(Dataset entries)

╭──

use crate::{Error, Result, VideoSummary, extract_video_id};

/// The one piece of state a user session carries: the loaded video
#[derive(Debug, Default)]
pub struct Session {
    current: Option<VideoSummary>,
}

impl Session {
    pub fn new() -> Self {
        Self::default()
    }

    pub fn current(&self) -> Option<&VideoSummary> {
        self.current.as_ref()
    }

    /// Replace the current video; the latest load always wins
    pub fn load(&mut self, summary: VideoSummary) -> &VideoSummary {
        self.current.insert(summary)
    }

    pub fn clear(&mut self) {
        self.current = None;
    }

    /// Title to seed generation with, if a video is loaded
    pub fn seed_title(&self) -> Result<&str> {
        self.current
            .as_ref()
            .map(|s| s.title.as_str())
            .ok_or_else(|| Error::validation("Load a video before generating titles"))
    }
}

/// Validate pasted input and pull the video id out of it
pub fn parse_input(input: &str) -> Result<String> {
    let input = input.trim();
    if input.is_empty() {
        return Err(Error::validation("Please enter a YouTube URL"));
    }
    extract_video_id(input).ok_or_else(|| Error::validation("Invalid YouTube URL. Please check and try again."))
}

╰──

Set down the whole of the data, exactly as it stands.

use crate::{Error, Result, VideoSummary, extract_video_id};

/// The one piece of state a user session carries: the loaded video
#[derive(Debug, Default)]
pub struct Session {
    current: Option<VideoSummary>,
}

impl Session {
    pub fn new() -> Self {
        Self::default()
    }

    pub fn current(&self) -> Option<&VideoSummary> {
        self.current.as_ref()
    }

    /// Replace the current video; the latest load always wins
    pub fn load(&mut self, summary: VideoSummary) -> &VideoSummary {
        self.current.insert(summary)
    }

    pub fn clear(&mut self) {
        self.current = None;
    }

    /// Title to seed generation with, if a video is loaded
    pub fn seed_title(&self) -> Result<&str> {
        self.current
            .as_ref()
            .map(|s| s.title.as_str())
            .ok_or_else(|| Error::validation("Load a video before generating titles"))
    }
}

/// Validate pasted input and pull the video id out of it
pub fn parse_input(input: &str) -> Result<String> {
    let input = input.trim();
    if input.is_empty() {
        return Err(Error::validation("Please enter a YouTube URL"));
    }
    extract_video_id(input).ok_or_else(|| Error::validation("Invalid YouTube URL. Please check and try again."))
}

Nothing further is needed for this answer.